(Dataset entries)
+ + + + + + +

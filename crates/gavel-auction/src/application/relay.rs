//! Outbox relay.
//!
//! Polls the outbox on a fixed interval and moves pending entries onto the
//! bus in sequence order. An entry is marked sent only after the bus accepts
//! it; the first failure ends the cycle so later entries never overtake an
//! earlier one. A crash between publish and mark re-publishes that entry on
//! the next cycle, which consumers tolerate.

use std::sync::Arc;
use std::time::Duration;

use gavel_core::bus::{BusMessage, MessageBus};
use gavel_core::clock::SharedClock;
use gavel_core::config::PipelineConfig;
use gavel_core::error::{DeliveryError, DomainError};
use gavel_core::outbox::OutboxStore;
use thiserror::Error;
use tokio::time::MissedTickBehavior;
use tokio_util::sync::CancellationToken;
use tracing::{debug, info, instrument, warn};

/// Why a relay cycle stopped early.
#[derive(Debug, Error)]
pub enum RelayError {
    /// The outbox could not be read or updated.
    #[error("outbox unavailable: {0}")]
    Store(#[from] DomainError),

    /// The bus refused an entry; it and every later entry stay pending.
    #[error("publishing outbox entry {sequence} failed after {published} were relayed: {source}")]
    Delivery {
        /// Sequence of the entry that was refused.
        sequence: i64,
        /// Entries relayed earlier in the same cycle.
        published: usize,
        /// The bus error.
        source: DeliveryError,
    },
}

/// Background task that drains the outbox onto the bus.
pub struct OutboxRelay {
    store: Arc<dyn OutboxStore>,
    bus: Arc<dyn MessageBus>,
    clock: SharedClock,
    poll_interval: Duration,
    batch_size: i64,
}

impl OutboxRelay {
    /// Creates a relay using the poll interval and batch size from `config`.
    #[must_use]
    pub fn new(
        store: Arc<dyn OutboxStore>,
        bus: Arc<dyn MessageBus>,
        clock: SharedClock,
        config: &PipelineConfig,
    ) -> Self {
        Self {
            store,
            bus,
            clock,
            poll_interval: config.poll_interval,
            batch_size: config.outbox_batch_size,
        }
    }

    /// Relays one batch of pending entries and returns how many were
    /// published.
    ///
    /// # Errors
    ///
    /// Returns `RelayError` at the first entry that could not be published
    /// or marked; that entry and all later ones remain pending.
    #[instrument(skip(self))]
    pub async fn run_cycle(&self) -> Result<usize, RelayError> {
        let entries = self.store.pending_entries(self.batch_size).await?;
        let mut published = 0;

        for entry in entries {
            let message = BusMessage::Event(entry.event);
            self.bus
                .publish(&message)
                .await
                .map_err(|source| RelayError::Delivery {
                    sequence: entry.sequence,
                    published,
                    source,
                })?;
            self.store.mark_sent(entry.sequence, self.clock.now()).await?;
            published += 1;
            debug!(
                sequence = entry.sequence,
                routing_key = %message.routing_key(),
                "outbox entry relayed"
            );
        }

        Ok(published)
    }

    /// Runs cycles every poll interval until `shutdown` fires. A cycle that
    /// fills a whole batch is followed immediately by another. An in-progress
    /// cycle is always finished.
    pub async fn run(self, shutdown: CancellationToken) {
        info!(
            poll_interval = ?self.poll_interval,
            batch_size = self.batch_size,
            "outbox relay started"
        );
        let mut interval = tokio::time::interval(self.poll_interval);
        interval.set_missed_tick_behavior(MissedTickBehavior::Skip);

        loop {
            tokio::select! {
                () = shutdown.cancelled() => break,
                _ = interval.tick() => {}
            }

            loop {
                match self.run_cycle().await {
                    Ok(published) => {
                        if published > 0 {
                            info!(published, "outbox entries relayed");
                        }
                        let full_batch =
                            i64::try_from(published).is_ok_and(|n| n >= self.batch_size);
                        if !full_batch || shutdown.is_cancelled() {
                            break;
                        }
                    }
                    Err(e) => {
                        warn!(error = %e, "outbox relay cycle stopped; retrying next tick");
                        break;
                    }
                }
            }
        }
        info!("outbox relay stopped");
    }
}

#[cfg(test)]
mod tests {
    use std::sync::Arc;

    use chrono::{TimeZone, Utc};
    use gavel_core::auction::AuctionRecord;
    use gavel_core::bus::BusMessage;
    use gavel_core::config::PipelineConfig;
    use gavel_core::event::{AuctionDeleted, DomainEvent};
    use gavel_core::outbox::{OutboxStore, StateChange};
    use gavel_test_support::{FixedClock, InMemoryAuctionStore, RecordingBus};
    use tokio_util::sync::CancellationToken;
    use uuid::Uuid;

    use super::{OutboxRelay, RelayError};

    fn deleted(id: Uuid) -> DomainEvent {
        DomainEvent::Deleted(AuctionDeleted { id })
    }

    async fn store_with_pending(count: usize) -> (Arc<InMemoryAuctionStore>, Vec<Uuid>) {
        let records: Vec<AuctionRecord> = (0..count)
            .map(|i| AuctionRecord {
                id: Uuid::new_v4(),
                make: format!("Make{i}"),
                model: "Model".into(),
                color: "Grey".into(),
                mileage: 0,
                year: 2020,
                seller: "alice".into(),
                winner: None,
                auction_end: Utc::now(),
                created_at: Utc::now(),
                updated_at: Utc::now(),
            })
            .collect();
        let ids: Vec<Uuid> = records.iter().map(|r| r.id).collect();
        let store = Arc::new(InMemoryAuctionStore::with_auctions(records));
        for id in &ids {
            store
                .record_mutation(StateChange::Delete(*id), deleted(*id), Utc::now())
                .await
                .unwrap();
        }
        (store, ids)
    }

    fn relay(store: Arc<InMemoryAuctionStore>, bus: Arc<RecordingBus>, batch: i64) -> OutboxRelay {
        let config = PipelineConfig {
            outbox_batch_size: batch,
            poll_interval: std::time::Duration::from_millis(10),
            ..PipelineConfig::default()
        };
        let at = Utc.with_ymd_and_hms(2026, 1, 15, 10, 0, 0).unwrap();
        OutboxRelay::new(store, bus, Arc::new(FixedClock(at)), &config)
    }

    #[tokio::test]
    async fn test_run_cycle_publishes_in_sequence_and_marks_sent() {
        // Arrange
        let (store, ids) = store_with_pending(3).await;
        let bus = Arc::new(RecordingBus::new());
        let relay = relay(store.clone(), bus.clone(), 100);

        // Act
        let published = relay.run_cycle().await.unwrap();

        // Assert
        assert_eq!(published, 3);
        let expected: Vec<BusMessage> = ids.iter().map(|id| BusMessage::Event(deleted(*id))).collect();
        assert_eq!(bus.published(), expected);
        assert!(store.outbox().iter().all(|e| !e.pending && e.sent_at.is_some()));
    }

    #[tokio::test]
    async fn test_run_cycle_stops_at_first_failure_and_keeps_rest_pending() {
        // Arrange
        let (store, ids) = store_with_pending(3).await;
        let bus = Arc::new(RecordingBus::fail_after(1));
        let relay = relay(store.clone(), bus.clone(), 100);

        // Act
        let result = relay.run_cycle().await;

        // Assert
        match result {
            Err(RelayError::Delivery {
                sequence,
                published,
                ..
            }) => {
                assert_eq!(published, 1);
                assert_eq!(sequence, store.outbox()[1].sequence);
            }
            other => panic!("expected Delivery error, got {other:?}"),
        }
        assert_eq!(bus.published(), vec![BusMessage::Event(deleted(ids[0]))]);
        let pending: Vec<bool> = store.outbox().iter().map(|e| e.pending).collect();
        assert_eq!(pending, [false, true, true]);
    }

    #[tokio::test]
    async fn test_run_cycle_respects_batch_size() {
        let (store, _) = store_with_pending(5).await;
        let bus = Arc::new(RecordingBus::new());
        let relay = relay(store.clone(), bus.clone(), 2);

        let published = relay.run_cycle().await.unwrap();

        assert_eq!(published, 2);
        assert_eq!(store.outbox().iter().filter(|e| e.pending).count(), 3);
    }

    #[tokio::test]
    async fn test_run_cycle_surfaces_store_outage() {
        let (store, _) = store_with_pending(1).await;
        store.set_unavailable(true);
        let bus = Arc::new(RecordingBus::new());
        let relay = relay(store, bus.clone(), 100);

        let result = relay.run_cycle().await;

        assert!(matches!(result, Err(RelayError::Store(_))));
        assert!(bus.published().is_empty());
    }

    #[tokio::test]
    async fn test_run_drains_full_batches_then_stops_on_shutdown() {
        // Arrange
        let (store, _) = store_with_pending(5).await;
        let bus = Arc::new(RecordingBus::new());
        let relay = relay(store.clone(), bus.clone(), 2);
        let token = CancellationToken::new();

        // Act
        let running = tokio::spawn(relay.run(token.clone()));
        tokio::time::timeout(std::time::Duration::from_secs(5), async {
            while bus.published().len() < 5 {
                tokio::time::sleep(std::time::Duration::from_millis(5)).await;
            }
        })
        .await
        .unwrap();
        token.cancel();
        running.await.unwrap();

        // Assert
        assert!(store.outbox().iter().all(|e| !e.pending));
    }
}
//! Single-process bus.
//!
//! Queues live in memory, so this transport is only durable for the life of
//! the process. It backs tests and single-binary deployments; the
//! `PostgreSQL` transport is the durable one.

use std::collections::{HashMap, VecDeque};
use std::sync::Arc;

use async_trait::async_trait;
use gavel_core::bus::{BusMessage, MessageBus};
use gavel_core::error::DeliveryError;
use tokio::sync::Mutex;
use tracing::debug;
use uuid::Uuid;

use crate::topology::{QueueName, Topology};
use crate::transport::{Delivery, QueueTransport};

#[derive(Debug, Clone)]
struct Queued {
    id: Uuid,
    message: BusMessage,
    delivery_count: u32,
}

#[derive(Debug, Default)]
struct QueueState {
    ready: VecDeque<Queued>,
    in_flight: HashMap<Uuid, Queued>,
}

/// In-memory bus implementing both the publishing and receiving ports.
///
/// Clones share the same queues.
#[derive(Debug, Clone)]
pub struct InMemoryBus {
    topology: Arc<Topology>,
    queues: Arc<Mutex<HashMap<QueueName, QueueState>>>,
}

impl InMemoryBus {
    /// Creates a bus routing by `topology`.
    #[must_use]
    pub fn new(topology: Topology) -> Self {
        Self {
            topology: Arc::new(topology),
            queues: Arc::new(Mutex::new(HashMap::new())),
        }
    }

    /// Number of messages in `queue`, visible or in flight.
    pub async fn depth(&self, queue: &QueueName) -> usize {
        self.queues
            .lock()
            .await
            .get(queue)
            .map_or(0, |q| q.ready.len() + q.in_flight.len())
    }

    /// Snapshot of the visible messages in `queue`, oldest first.
    pub async fn peek(&self, queue: &QueueName) -> Vec<BusMessage> {
        self.queues.lock().await.get(queue).map_or_else(Vec::new, |q| {
            q.ready.iter().map(|m| m.message.clone()).collect()
        })
    }
}

#[async_trait]
impl MessageBus for InMemoryBus {
    async fn publish(&self, message: &BusMessage) -> Result<(), DeliveryError> {
        let key = message.routing_key();
        let targets = self.topology.queues_for(key);
        if targets.is_empty() {
            debug!(routing_key = %key, "no queue bound; message not routed");
            return Ok(());
        }

        let mut queues = self.queues.lock().await;
        for queue in targets {
            queues.entry(queue.clone()).or_default().ready.push_back(Queued {
                id: Uuid::now_v7(),
                message: message.clone(),
                delivery_count: 0,
            });
        }
        Ok(())
    }
}

#[async_trait]
impl QueueTransport for InMemoryBus {
    async fn receive(&self, queue: &QueueName, max: usize) -> Result<Vec<Delivery>, DeliveryError> {
        let mut queues = self.queues.lock().await;
        let Some(state) = queues.get_mut(queue) else {
            return Ok(Vec::new());
        };

        let mut deliveries = Vec::new();
        while deliveries.len() < max {
            let Some(mut queued) = state.ready.pop_front() else {
                break;
            };
            queued.delivery_count += 1;
            deliveries.push(Delivery {
                delivery_id: queued.id,
                queue: queue.clone(),
                message: queued.message.clone(),
                delivery_count: queued.delivery_count,
            });
            state.in_flight.insert(queued.id, queued);
        }
        Ok(deliveries)
    }

    async fn ack(&self, delivery: &Delivery) -> Result<(), DeliveryError> {
        let mut queues = self.queues.lock().await;
        if let Some(state) = queues.get_mut(&delivery.queue) {
            state.in_flight.remove(&delivery.delivery_id);
        }
        Ok(())
    }

    async fn release(&self, delivery: &Delivery) -> Result<(), DeliveryError> {
        let mut queues = self.queues.lock().await;
        if let Some(state) = queues.get_mut(&delivery.queue) {
            if let Some(queued) = state.in_flight.remove(&delivery.delivery_id) {
                state.ready.push_front(queued);
            }
        }
        Ok(())
    }

    /// In-flight messages stay leased until acked or released.
    async fn renew(&self, _delivery: &Delivery) -> Result<(), DeliveryError> {
        Ok(())
    }
}

#[cfg(test)]
mod tests {
    use gavel_core::event::{AuctionDeleted, DomainEvent, EventKind};
    use uuid::Uuid;

    use super::*;
    use crate::topology::{AUCTION_SERVICE, SEARCH_SERVICE};

    fn deleted(id: Uuid) -> BusMessage {
        BusMessage::Event(DomainEvent::Deleted(AuctionDeleted { id }))
    }

    fn deleted_queue() -> QueueName {
        QueueName::for_events(AUCTION_SERVICE, SEARCH_SERVICE, EventKind::Deleted)
    }

    #[tokio::test]
    async fn test_publish_routes_to_bound_queue_in_fifo_order() {
        // Arrange
        let bus = InMemoryBus::new(Topology::auction_search());
        let (first, second) = (Uuid::new_v4(), Uuid::new_v4());

        // Act
        bus.publish(&deleted(first)).await.unwrap();
        bus.publish(&deleted(second)).await.unwrap();
        let deliveries = bus.receive(&deleted_queue(), 10).await.unwrap();

        // Assert
        assert_eq!(deliveries.len(), 2);
        assert_eq!(deliveries[0].message, deleted(first));
        assert_eq!(deliveries[1].message, deleted(second));
        assert!(!deliveries[0].is_redelivery());
    }

    #[tokio::test]
    async fn test_received_message_is_invisible_until_released() {
        let bus = InMemoryBus::new(Topology::auction_search());
        bus.publish(&deleted(Uuid::new_v4())).await.unwrap();

        let first = bus.receive(&deleted_queue(), 1).await.unwrap();
        let while_in_flight = bus.receive(&deleted_queue(), 1).await.unwrap();
        bus.release(&first[0]).await.unwrap();
        let again = bus.receive(&deleted_queue(), 1).await.unwrap();

        assert!(while_in_flight.is_empty());
        assert_eq!(again.len(), 1);
        assert_eq!(again[0].delivery_id, first[0].delivery_id);
        assert!(again[0].is_redelivery());
    }

    #[tokio::test]
    async fn test_ack_removes_message_and_is_idempotent() {
        let bus = InMemoryBus::new(Topology::auction_search());
        bus.publish(&deleted(Uuid::new_v4())).await.unwrap();
        let delivery = bus.receive(&deleted_queue(), 1).await.unwrap().remove(0);

        bus.ack(&delivery).await.unwrap();
        bus.ack(&delivery).await.unwrap();

        assert_eq!(bus.depth(&deleted_queue()).await, 0);
    }

    #[tokio::test]
    async fn test_unbound_routing_key_is_accepted_but_not_queued() {
        let bus = InMemoryBus::new(Topology::new());

        bus.publish(&deleted(Uuid::new_v4())).await.unwrap();

        assert_eq!(bus.depth(&deleted_queue()).await, 0);
    }
}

+ + + + + + +

▸ **What the exercise asks**
Given the records above, reproduce precisely and only the lines between the line holding "state.in_flight.remove(&delivery.delivery_id);" and the line holding "if let Some(queued)", inclusive.

▸ **Exercise answer**
            state.in_flight.remove(&delivery.delivery_id);
        }
        Ok(())
    }

    async fn release(&self, delivery: &Delivery) -> Result<(), DeliveryError> {
        let mut queues = self.queues.lock().await;
        if let Some(state) = queues.get_mut(&delivery.queue) {
            if let Some(queued) = state.in_flight.remove(&delivery.delivery_id) {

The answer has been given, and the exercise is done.